The awkward silence once again filled the void between us. He was frowning a little as he glanced up. “How’s your pain now?”
“It’s good…I mean not great, but better.”
He nodded. “Yeah. Good.”
The silence returned and I realized how tired I really was. In the morning, I’d have to call Judy to let her know I was still alive and explain what had happened. She was going to have a shit fit over me being shot and honestly, it was the only reason I hadn’t called her until now. I heaved out a big sigh and Trigg looked up, having been slumping in that really uncomfortable chair while I sat over here feeling way too comfy in the only soft piece of furniture in the room. For a fleeting second, I wished I was at home where I knew thousand thread count sheets, my welcoming, soft suede couch, and my own clothes were. I put the thought out of my mind a moment later, feeling horribly guilty at my own selfishness.
I had to make another call too. She’d be worried.
“I’m going to go check on the laundry,” Trigg said, getting up. He looked uncomfortable in his own skin, and I knew the reasons behind it centered on having me here, crowding his space. I was an intruder here. He looked around, holding Stanley, and seeming undecided as to where to put him.
I held out my arms. “Give him to me. I’ll hold him.”

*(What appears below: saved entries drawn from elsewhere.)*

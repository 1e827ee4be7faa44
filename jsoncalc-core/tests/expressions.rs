//! End-to-end tests through the engine facade.

use jsoncalc_core::{
    CalcEngine, CalcEnv, CalcError, CalcNode, Evaluated, ParseError, RuntimeError, Value, VarDef,
};
use pretty_assertions::assert_eq;
use rstest::rstest;
use std::sync::Arc;

fn eval_value(engine: &CalcEngine, text: &str, env: &CalcEnv) -> Value {
    match engine.evaluate(text, env).unwrap() {
        Evaluated::Value(value) => value,
        other => panic!("expected a plain value, got {other:?}"),
    }
}

#[rstest]
#[case("1 + 2 * 3", Value::Number(7.0))]
#[case("8 - 3 - 2", Value::Number(3.0))]
#[case("1 < 2 ? 'a' : 'b'", Value::String("a".to_string()))]
#[case("'10' * '2'", Value::Number(20.0))]
#[case("2 ** 2 ** 3", Value::Number(64.0))]
fn evaluates_plain_expressions(#[case] text: &str, #[case] expected: Value) {
    assert_eq!(eval_value(&CalcEngine::new(), text, &CalcEnv::new()), expected);
}

#[test]
fn embedded_document_scenario() {
    // The motivating shape: expression strings inside a JSON document,
    // evaluated against variables the host extracted from the same document.
    let doc = serde_json::json!({
        "discount": "@#if($total > 100, $total * 0.1, 0)",
        "label": "$user['name']"
    });
    let env = CalcEnv::new()
        .with("total", 250.0)
        .with("user", Value::from(serde_json::json!({ "name": "ada" })));

    let engine = CalcEngine::new();
    let discount = eval_value(&engine, doc["discount"].as_str().unwrap(), &env);
    let label = eval_value(&engine, doc["label"].as_str().unwrap(), &env);
    assert_eq!(discount, Value::Number(25.0));
    assert_eq!(label, Value::String("ada".to_string()));
}

#[test]
fn repeated_texts_share_one_parse() {
    let engine = CalcEngine::new();
    let first = engine.parse("$a + $b").unwrap();
    let second = engine.parse("$a + $b").unwrap();
    assert!(Arc::ptr_eq(&first, &second));

    engine.clear_parse_cache();
    let third = engine.parse("$a + $b").unwrap();
    assert!(!Arc::ptr_eq(&first, &third));
}

#[test]
fn one_evaluator_memoizes_across_calls() {
    let engine = CalcEngine::new();
    let env = CalcEnv::new().with("x", 3.0);
    let mut evaluator = engine.evaluator();
    let first = engine.evaluate_with(&mut evaluator, "$x * $x", &env).unwrap();
    let second = engine.evaluate_with(&mut evaluator, "$x * $x", &env).unwrap();
    assert_eq!(first, second);
    assert_eq!(first, Evaluated::Value(Value::Number(9.0)));
}

#[test]
fn parse_errors_carry_through_the_engine() {
    let engine = CalcEngine::new();
    let env = CalcEnv::new();
    match engine.evaluate("1 2", &env).unwrap_err() {
        CalcError::Parse(ParseError::TrailingTokens { tokens }) => assert_eq!(tokens, "2"),
        other => panic!("expected trailing-token error, got {other:?}"),
    }
    assert_eq!(
        engine.evaluate("", &env).unwrap_err(),
        CalcError::Parse(ParseError::Empty)
    );
    assert!(matches!(
        engine.evaluate("1 + ^", &env).unwrap_err(),
        CalcError::Parse(ParseError::Lex(_))
    ));
}

#[test]
fn runtime_errors_carry_through_the_engine() {
    let engine = CalcEngine::new();
    assert_eq!(
        engine.evaluate("$ghost", &CalcEnv::new()).unwrap_err(),
        CalcError::Runtime(RuntimeError::UndefinedVariable { name: "ghost".to_string() })
    );
}

#[test]
fn lists_and_records_reduce_on_demand() {
    let engine = CalcEngine::new();
    let env = CalcEnv::new().with("k", "b");
    assert_eq!(eval_value(&engine, "@[1, 2, [3, 4]][2][1]", &env), Value::Number(4.0));
    assert_eq!(eval_value(&engine, "@{a: 1, [$k]: $missing}['a']", &env), Value::Number(1.0));
    assert_eq!(eval_value(&engine, "@{x: @[10, 20]}['x'][1]", &env), Value::Number(20.0));
}

#[test]
fn lambdas_compose_with_builtins() {
    let engine = CalcEngine::new();
    let env = CalcEnv::new()
        .with("limit", 10.0)
        .with(
            "clamp",
            VarDef::node(
                jsoncalc_parser::parse_uncached("@|#n| => @#if(#n > $limit, $limit, #n)").unwrap(),
            ),
        );
    assert_eq!(eval_value(&engine, "$clamp(3)", &env), Value::Number(3.0));
    assert_eq!(eval_value(&engine, "$clamp(30)", &env), Value::Number(10.0));
}

#[test]
fn ast_survives_the_interchange_format() {
    let engine = CalcEngine::new();
    let node = engine.parse("@#if($flag, 1 + 1, @[1, 2][0])").unwrap();
    let json = node.to_json();
    let decoded = Arc::new(CalcNode::from_json(json).unwrap());
    assert_eq!(*node, *decoded);

    let env = CalcEnv::new().with("flag", false);
    let mut evaluator = engine.evaluator();
    assert_eq!(
        evaluator.evaluate(&decoded, &env).unwrap(),
        Evaluated::Value(Value::Number(1.0))
    );
}

#[test]
fn undefined_results_round_trip_to_json_null() {
    let engine = CalcEngine::new();
    let out = eval_value(&engine, "@[1][5]", &CalcEnv::new());
    assert_eq!(out, Value::Undefined);
    assert_eq!(serde_json::Value::from(out), serde_json::Value::Null);
}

“Yeah, okay.” He walked over and handed the sleeping beauty to me. Stanley instantly readjusted himself in a new set of male arms, sleeping on as if he hadn’t missed a damned thing. I glancing at Trigg’s bulging muscles, Marine Corps tat poking out from under his sleeve, and the way his T-shirt stretched across his chest to show off his muscles. It made me realize I’d miss the loss of that man’s arms were I ever lucky enough to feel them wrapped around me.
I swallowed hard, burying my face in Stanley’s fur and breathing in his kitten scent as I ignored Trigg cleaning up my empty dishes and putting away the TV tray. I was embarrassed because I was unable to do even the smallest thing to help. I kept my face down, not wanting to look up and into those deep, brown eyes which might see too much, until I heard the door close as he walked out of the apartment.
I made my call, trying not to worry her, checking how she was before she asked about me. “I’m okay. Just got caught on a job. I love you. Get some good sleep. I’ll be home when I can.”